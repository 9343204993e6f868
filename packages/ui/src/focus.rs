//! Native focus side effects.
//!
//! Navigation decides *where* focus goes (see [`form::navigate`]); this module
//! moves it there by evaluating a tiny script against the element id the
//! target was rendered with.

use dioxus::prelude::*;
use form::{FocusMarker, FocusTarget};

/// Escape a string so it's safe to embed inside a JS string literal (double-quoted).
fn js_string_escape(s: &str) -> String {
    let mut out = String::with_capacity(s.len() + 2);
    out.push('"');
    for c in s.chars() {
        match c {
            '\\' => out.push_str("\\\\"),
            '"' => out.push_str("\\\""),
            '\n' => out.push_str("\\n"),
            '\r' => out.push_str("\\r"),
            '\t' => out.push_str("\\t"),
            c if c < '\x20' => {
                out.push_str(&format!("\\u{:04x}", c as u32));
            }
            _ => out.push(c),
        }
    }
    out.push('"');
    out
}

/// Give native focus to the element with `id`, if it is rendered.
pub(crate) fn focus_element_id(id: &str) {
    let js = format!(
        r#"(function() {{
            var el = document.getElementById({id_js});
            if (el) el.focus();
        }})();"#,
        id_js = js_string_escape(id),
    );
    document::eval(&js);
}

/// Mark `target` and focus its element.
pub(crate) fn move_focus(mut marker: Signal<FocusMarker>, target: FocusTarget) {
    marker.write().mark(target);
    focus_element_id(&target.element_id());
}

/// Map a key to an arrow, ignoring everything else.
pub(crate) fn arrow_for(key: &Key) -> Option<form::Arrow> {
    match key {
        Key::ArrowUp => Some(form::Arrow::Up),
        Key::ArrowDown => Some(form::Arrow::Down),
        Key::ArrowLeft => Some(form::Arrow::Left),
        Key::ArrowRight => Some(form::Arrow::Right),
        _ => None,
    }
}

§ **What is expected**
Set down the whole listing again. Keep every word as it is.

§ **Output of the task**
repository 9343204993e6f868
filename packages/ui/src/focus.rs
//! Native focus side effects.
//!
//! Navigation decides *where* focus goes (see [`form::navigate`]); this module
//! moves it there by evaluating a tiny script against the element id the
//! target was rendered with.

use dioxus::prelude::*;
use form::{FocusMarker, FocusTarget};

/// Escape a string so it's safe to embed inside a JS string literal (double-quoted).
fn js_string_escape(s: &str) -> String {
    let mut out = String::with_capacity(s.len() + 2);
    out.push('"');
    for c in s.chars() {
        match c {
            '\\' => out.push_str("\\\\"),
            '"' => out.push_str("\\\""),
            '\n' => out.push_str("\\n"),
            '\r' => out.push_str("\\r"),
            '\t' => out.push_str("\\t"),
            c if c < '\x20' => {
                out.push_str(&format!("\\u{:04x}", c as u32));
            }
            _ => out.push(c),
        }
    }
    out.push('"');
    out
}

/// Give native focus to the element with `id`, if it is rendered.
pub(crate) fn focus_element_id(id: &str) {
    let js = format!(
        r#"(function() {{
            var el = document.getElementById({id_js});
            if (el) el.focus();
        }})();"#,
        id_js = js_string_escape(id),
    );
    document::eval(&js);
}

/// Mark `target` and focus its element.
pub(crate) fn move_focus(mut marker: Signal<FocusMarker>, target: FocusTarget) {
    marker.write().mark(target);
    focus_element_id(&target.element_id());
}

/// Map a key to an arrow, ignoring everything else.
pub(crate) fn arrow_for(key: &Key) -> Option<form::Arrow> {
    match key {
        Key::ArrowUp => Some(form::Arrow::Up),
        Key::ArrowDown => Some(form::Arrow::Down),
        Key::ArrowLeft => Some(form::Arrow::Left),
        Key::ArrowRight => Some(form::Arrow::Right),
        _ => None,
    }
}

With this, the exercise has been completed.